Testing Methodology:
Each test is consistent in the way benchmarking is done.  For each test function, the current time is obtained before the I/O function begins, and is then retrieved right after the test ends.  Benchmarking includes the time it takes to open and close the file, except for the last set of tests which only measure the time it takes to read or write the files.
Each test consists of reading in or writing out 3 files:
  • < 1 MB - approximately .66 megabytes.
  • 10 MB - approximately 10 megabytes.
  • 50 MB - approximately 50 megabytes.
The test machine consists of the following parts:
  • CPU – INTEL i7-950.
  • Memory – 6 GB
  • OS – Windows 7 Pro which is contained on a solid state drive.
  • Hard drive -  Western Digital 1TB SATA III 6GB/S 7200RPM 64MB CACHE, which is where the data files reside.
  • IDE – Visual Studio 2008 standard edition with .NET framework version 3.5 SP1.
Read Methods Tested:
File class methods:
  • ReadAllLines – reads all lines of the file into a string array.  See TestReadAllLines.
  • ReadAllText - reads the entire contents of the file into a string.  See TestReadAllText.
  • ReadAllBytes - reads the entire contents of the file into a byte array. See TestReadAllBytes.
BinaryReader methods:
  • Read - reads the entire contents of the file into a character array.  See TestBinaryReader1.

StreamReader methods:
Read(1) - reads the entire contents of the file into a character array using the single argument constructor.  See TestStreamReader1.
  • Read(2) – reads the entire contents of the file into a character array.  Uses a constructor to specify a sector aligned buffer size.  See TestStreamReader2.
  • Read(3) – a loop is used to read in the entire contents of the file into a character array.  Uses a constructor to specify a sector aligned buffer size.  The loop is terminated when the Peek function indicates there is no more data.

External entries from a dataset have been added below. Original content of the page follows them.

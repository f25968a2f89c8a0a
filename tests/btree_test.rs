//! Integration tests for the B+ tree index

use std::sync::Arc;

use rand::seq::SliceRandom;
use rand::SeedableRng;
use stratum::buffer::BufferPoolManager;
use stratum::common::{PageId, RecordId, SlotId};
use stratum::index::{BPlusTree, IntegerComparator};
use stratum::storage::disk::DiskManager;
use tempfile::NamedTempFile;

fn create_tree(
    pool_size: usize,
    leaf_max: usize,
    internal_max: usize,
) -> (Arc<BufferPoolManager>, BPlusTree, NamedTempFile) {
    let temp_file = NamedTempFile::new().unwrap();
    let dm = Arc::new(DiskManager::new(temp_file.path()).unwrap());
    let bpm = Arc::new(BufferPoolManager::new(pool_size, 2, dm));
    let tree = BPlusTree::new(
        Arc::clone(&bpm),
        Box::new(IntegerComparator),
        leaf_max,
        internal_max,
    )
    .unwrap();
    (bpm, tree, temp_file)
}

fn rid(key: u32) -> RecordId {
    RecordId::new(PageId::new(key), SlotId::new(key as u16))
}

fn collect_keys(tree: &BPlusTree) -> Vec<u32> {
    tree.begin()
        .unwrap()
        .map(|entry| entry.unwrap().0)
        .collect()
}

#[test]
fn test_empty_tree() {
    let (_bpm, tree, _temp) = create_tree(16, 4, 5);

    assert!(tree.is_empty());
    assert_eq!(tree.get(1).unwrap(), None);
    assert!(tree.begin().unwrap().is_end());
    tree.check_integrity().unwrap();
}

#[test]
fn test_insert_and_get() {
    let (_bpm, tree, _temp) = create_tree(16, 4, 5);

    for key in [5u32, 3, 8, 1, 9] {
        assert!(tree.insert(key, rid(key)).unwrap());
    }
    assert!(!tree.is_empty());

    for key in [5u32, 3, 8, 1, 9] {
        assert_eq!(tree.get(key).unwrap(), Some(rid(key)));
    }
    assert_eq!(tree.get(2).unwrap(), None);
    assert_eq!(tree.get(100).unwrap(), None);

    // duplicates are rejected
    assert!(!tree.insert(5, rid(5)).unwrap());
    tree.check_integrity().unwrap();
}

/// Sequential insert with small fanouts grows a three-level tree whose
/// drawn leaf shape is checked exactly; removing every third key keeps
/// occupancy legal and iterates the survivors back in order.
#[test]
fn test_insert_remove_cycle() {
    let (_bpm, tree, _temp) = create_tree(32, 4, 5);

    for key in 1..=20u32 {
        assert!(tree.insert(key, rid(key)).unwrap());
        tree.check_integrity().unwrap();
    }
    assert_eq!(collect_keys(&tree), (1..=20).collect::<Vec<_>>());

    // three levels: every leaf sits two levels below the root
    let picture = tree.draw().unwrap();
    let leaves: Vec<&str> = picture
        .lines()
        .filter(|line| line.trim_start().starts_with("leaf"))
        .collect();
    assert!(
        !leaves.is_empty() && leaves.iter().all(|line| line.starts_with("    leaf")),
        "unexpected tree shape:\n{picture}"
    );

    // leaves fill to leaf_max before splitting, and each ascending split
    // leaves the post-split minimum behind, so the chain reads
    // [2, 2, ..., 2, 4] with the still-filling rightmost leaf at capacity
    let sizes: Vec<usize> = leaves
        .iter()
        .map(|line| {
            let keys = line.split('[').nth(1).unwrap().split(']').next().unwrap();
            keys.split_whitespace().count()
        })
        .collect();
    assert_eq!(sizes, vec![2, 2, 2, 2, 2, 2, 2, 2, 4], "{picture}");

    for key in [3u32, 6, 9, 12, 15, 18] {
        tree.remove(key).unwrap();
        tree.check_integrity().unwrap();
    }

    let expected = vec![1, 2, 4, 5, 7, 8, 10, 11, 13, 14, 16, 17, 19, 20];
    assert_eq!(collect_keys(&tree), expected);
    for &key in &expected {
        assert_eq!(tree.get(key).unwrap(), Some(rid(key)));
    }
    for key in [3u32, 6, 9, 12, 15, 18] {
        assert_eq!(tree.get(key).unwrap(), None);
    }
}

#[test]
fn test_remove_to_empty_and_reuse() {
    let (_bpm, tree, _temp) = create_tree(32, 4, 5);

    for key in 1..=30u32 {
        tree.insert(key, rid(key)).unwrap();
    }
    for key in 1..=30u32 {
        tree.remove(key).unwrap();
        tree.check_integrity().unwrap();
    }

    assert!(tree.is_empty());
    assert!(tree.begin().unwrap().is_end());

    // removing from the empty tree is a no-op, and the tree grows again
    tree.remove(7).unwrap();
    assert!(tree.insert(7, rid(7)).unwrap());
    assert_eq!(tree.get(7).unwrap(), Some(rid(7)));
}

#[test]
fn test_remove_absent_key_is_noop() {
    let (_bpm, tree, _temp) = create_tree(16, 4, 5);

    for key in [2u32, 4, 6] {
        tree.insert(key, rid(key)).unwrap();
    }
    tree.remove(3).unwrap();
    tree.remove(100).unwrap();
    assert_eq!(collect_keys(&tree), vec![2, 4, 6]);
}

#[test]
fn test_iterator_seek() {
    let (_bpm, tree, _temp) = create_tree(32, 4, 5);

    for key in (2..=40u32).step_by(2) {
        tree.insert(key, rid(key)).unwrap();
    }

    // exact hit
    let from_ten: Vec<u32> = tree.begin_at(10).unwrap().map(|e| e.unwrap().0).collect();
    assert_eq!(from_ten, (10..=40).step_by(2).collect::<Vec<_>>());

    // absent key seeks to the next larger one
    let from_eleven: Vec<u32> = tree.begin_at(11).unwrap().map(|e| e.unwrap().0).collect();
    assert_eq!(from_eleven, (12..=40).step_by(2).collect::<Vec<_>>());

    // past the last key
    assert!(tree.begin_at(41).unwrap().is_end());
}

#[test]
fn test_iterator_walks_leaf_chain() {
    let (_bpm, tree, _temp) = create_tree(64, 4, 4);

    for key in 0..100u32 {
        tree.insert(key, rid(key)).unwrap();
    }

    let mut iter = tree.begin().unwrap();
    let mut count = 0;
    while !iter.is_end() {
        let (key, value) = iter.current().unwrap();
        assert_eq!(key, count);
        assert_eq!(value, rid(count));
        iter.advance().unwrap();
        count += 1;
    }
    assert_eq!(count, 100);
}

#[test]
fn test_random_workload_stays_sorted() {
    let (_bpm, tree, _temp) = create_tree(64, 4, 5);
    let mut rng = rand::rngs::StdRng::seed_from_u64(0x5eed);

    let mut keys: Vec<u32> = (0..200).collect();
    keys.shuffle(&mut rng);
    for &key in &keys {
        assert!(tree.insert(key, rid(key)).unwrap());
    }
    tree.check_integrity().unwrap();
    assert_eq!(collect_keys(&tree), (0..200).collect::<Vec<_>>());

    let (gone, kept) = keys.split_at(100);
    for &key in gone {
        tree.remove(key).unwrap();
    }
    tree.check_integrity().unwrap();

    let mut expected: Vec<u32> = kept.to_vec();
    expected.sort_unstable();
    assert_eq!(collect_keys(&tree), expected);

    for &key in gone {
        assert_eq!(tree.get(key).unwrap(), None);
    }
    for &key in kept {
        assert_eq!(tree.get(key).unwrap(), Some(rid(key)));
    }
}

/// Insert and remove of the same key settle into a two-state cycle.
#[test]
fn test_insert_remove_idempotent_cycle() {
    let (_bpm, tree, _temp) = create_tree(16, 4, 5);

    for round in 0..5 {
        assert!(tree.insert(42, rid(42)).unwrap(), "round {round}");
        assert_eq!(tree.get(42).unwrap(), Some(rid(42)));
        tree.remove(42).unwrap();
        assert_eq!(tree.get(42).unwrap(), None);
    }
}

#[test]
fn test_survives_buffer_pressure() {
    // pool far smaller than the tree: every operation churns the replacer
    let (_bpm, tree, _temp) = create_tree(32, 4, 4);

    for key in 0..300u32 {
        assert!(tree.insert(key, rid(key)).unwrap());
    }
    tree.check_integrity().unwrap();
    for key in 0..300u32 {
        assert_eq!(tree.get(key).unwrap(), Some(rid(key)), "key {key}");
    }
    assert_eq!(collect_keys(&tree), (0..300).collect::<Vec<_>>());
}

  • ReadBlock - reads the entire contents of the file into a character array.  Uses a constructor to specify a sector aligned buffer size.  See TestStreamReader5.

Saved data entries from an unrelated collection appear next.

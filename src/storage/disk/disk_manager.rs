use std::fs::{File, OpenOptions};
use std::io::{Read, Seek, SeekFrom, Write};
use std::path::{Path, PathBuf};
use std::sync::atomic::{AtomicU32, Ordering};

use parking_lot::Mutex;

use crate::common::{PageId, Result, PAGE_SIZE};

/// DiskManager is responsible for reading and writing pages to/from disk.
/// Page `n` lives at byte offset `n * PAGE_SIZE` of a single database file.
/// Page IDs are allocated monotonically; deallocation only records the count
/// so that identifiers are never reissued.
pub struct DiskManager {
    /// Handle to the database file; the mutex also guards the file cursor
    file: Mutex<File>,
    /// Path the file was opened from
    db_path: PathBuf,
    /// Next page ID to hand out
    next_page_id: AtomicU32,
    /// Number of pages handed back via deallocate_page
    num_deallocated: AtomicU32,
    /// Number of disk reads performed
    num_reads: AtomicU32,
    /// Number of disk writes performed
    num_writes: AtomicU32,
}

impl DiskManager {
    /// Opens (or creates) the database file at the given path. An existing
    /// file resumes ID allocation after its last full page.
    pub fn new<P: AsRef<Path>>(db_path: P) -> Result<Self> {
        let db_path = db_path.as_ref().to_path_buf();
        let file = OpenOptions::new()
            .read(true)
            .write(true)
            .create(true)
            .truncate(false)
            .open(&db_path)?;

        let existing_pages = (file.metadata()?.len() / PAGE_SIZE as u64) as u32;

        Ok(Self {
            file: Mutex::new(file),
            db_path,
            next_page_id: AtomicU32::new(existing_pages),
            num_deallocated: AtomicU32::new(0),
            num_reads: AtomicU32::new(0),
            num_writes: AtomicU32::new(0),
        })
    }

    /// Reads a page from disk into the provided buffer. Pages that were
    /// allocated but never written read back as zeroes.
    pub fn read_page(&self, page_id: PageId, data: &mut [u8]) -> Result<()> {
        assert_eq!(data.len(), PAGE_SIZE, "buffer must be PAGE_SIZE bytes");

        let byte_offset = page_id.as_u32() as u64 * PAGE_SIZE as u64;

        let mut file = self.file.lock();
        file.seek(SeekFrom::Start(byte_offset))?;

        let mut filled = 0;
        while filled < PAGE_SIZE {
            let n = file.read(&mut data[filled..])?;
            if n == 0 {
                break;
            }
            filled += n;
        }
        data[filled..].fill(0);

        self.num_reads.fetch_add(1, Ordering::Relaxed);
        Ok(())
    }

    /// Writes a page to disk from the provided buffer. The data is durable
    /// by the time the call returns.
    pub fn write_page(&self, page_id: PageId, data: &[u8]) -> Result<()> {
        assert_eq!(data.len(), PAGE_SIZE, "buffer must be PAGE_SIZE bytes");

        let byte_offset = page_id.as_u32() as u64 * PAGE_SIZE as u64;

        let mut file = self.file.lock();
        file.seek(SeekFrom::Start(byte_offset))?;
        file.write_all(data)?;
        file.flush()?;

        self.num_writes.fetch_add(1, Ordering::Relaxed);
        Ok(())
    }

    /// Allocates a new page ID.
    pub fn allocate_page(&self) -> Result<PageId> {
        let id = self.next_page_id.fetch_add(1, Ordering::SeqCst);
        Ok(PageId::new(id))
    }

    /// Returns a page ID to the manager. IDs are not reissued.
    pub fn deallocate_page(&self, _page_id: PageId) -> Result<()> {
        self.num_deallocated.fetch_add(1, Ordering::Relaxed);
        Ok(())
    }

    pub fn num_pages(&self) -> u32 {
        self.next_page_id.load(Ordering::Relaxed)
    }

    pub fn num_reads(&self) -> u32 {
        self.num_reads.load(Ordering::Relaxed)
    }

    pub fn num_writes(&self) -> u32 {
        self.num_writes.load(Ordering::Relaxed)
    }

    pub fn db_path(&self) -> &Path {
        &self.db_path
    }

    pub fn sync(&self) -> Result<()> {
        self.file.lock().sync_all()?;
        Ok(())
    }
}

impl Drop for DiskManager {
    fn drop(&mut self) {
        let _ = self.file.get_mut().sync_all();
    }
}

#[cfg(test)]
mod tests {
    use super::*;
    use tempfile::NamedTempFile;

    #[test]
    fn test_disk_manager_allocate() {
        let temp_file = NamedTempFile::new().unwrap();
        let dm = DiskManager::new(temp_file.path()).unwrap();

        assert_eq!(dm.allocate_page().unwrap(), PageId::new(0));
        assert_eq!(dm.allocate_page().unwrap(), PageId::new(1));
        assert_eq!(dm.num_pages(), 2);
    }

    #[test]
    fn test_disk_manager_read_write() {
        let temp_file = NamedTempFile::new().unwrap();
        let dm = DiskManager::new(temp_file.path()).unwrap();

        let page_id = dm.allocate_page().unwrap();

        let mut write_data = [0u8; PAGE_SIZE];
        write_data[0] = 42;
        write_data[100] = 255;
        write_data[PAGE_SIZE - 1] = 128;
        dm.write_page(page_id, &write_data).unwrap();

        let mut read_data = [0u8; PAGE_SIZE];
        dm.read_page(page_id, &mut read_data).unwrap();

        assert_eq!(read_data[0], 42);
        assert_eq!(read_data[100], 255);
        assert_eq!(read_data[PAGE_SIZE - 1], 128);
    }

    #[test]
    fn test_disk_manager_unwritten_page_reads_zeroes() {
        let temp_file = NamedTempFile::new().unwrap();
        let dm = DiskManager::new(temp_file.path()).unwrap();

        let page_id = dm.allocate_page().unwrap();

        let mut data = [7u8; PAGE_SIZE];
        dm.read_page(page_id, &mut data).unwrap();
        assert!(data.iter().all(|&b| b == 0));
    }

    #[test]
    fn test_disk_manager_persistence() {
        let temp_file = NamedTempFile::new().unwrap();

        {
            let dm = DiskManager::new(temp_file.path()).unwrap();
            let page_id = dm.allocate_page().unwrap();
            let mut data = [0u8; PAGE_SIZE];
            data[0] = 123;
            dm.write_page(page_id, &data).unwrap();
        }

        {
            let dm = DiskManager::new(temp_file.path()).unwrap();
            assert_eq!(dm.num_pages(), 1);

            let mut data = [0u8; PAGE_SIZE];
            dm.read_page(PageId::new(0), &mut data).unwrap();
            assert_eq!(data[0], 123);
        }
    }
}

  • ReadToEnd - a loop is used to read in the entire contents of the file into a character array.  Uses a constructor to specify a sector aligned buffer size.  The loop is terminated when the Peek function indicates there is no more data.  See TestStreamReader4.
  • ReadBlock - reads the entire contents of the file into a character array.  Uses a constructor to specify a sector aligned buffer   See TestStreamReader3.
  • ReadLine - reads the entire contents of the file line by line into a string.  Uses a constructor to specify a sector aligned buffer size.  See TestStreamReader3.
FileStream methods:
  • Read(1) – reads the entire contents of the file into a byte array.  See TestFileStreamRead1.
  • Read(2) - reads the entire contents of the file into a byte array and parse into lines.  See TestFileStreamRead2.
  • Read(3) – reads the entire contents of the file into a byte array and parse into lines.  See TestFileStreamRead2A.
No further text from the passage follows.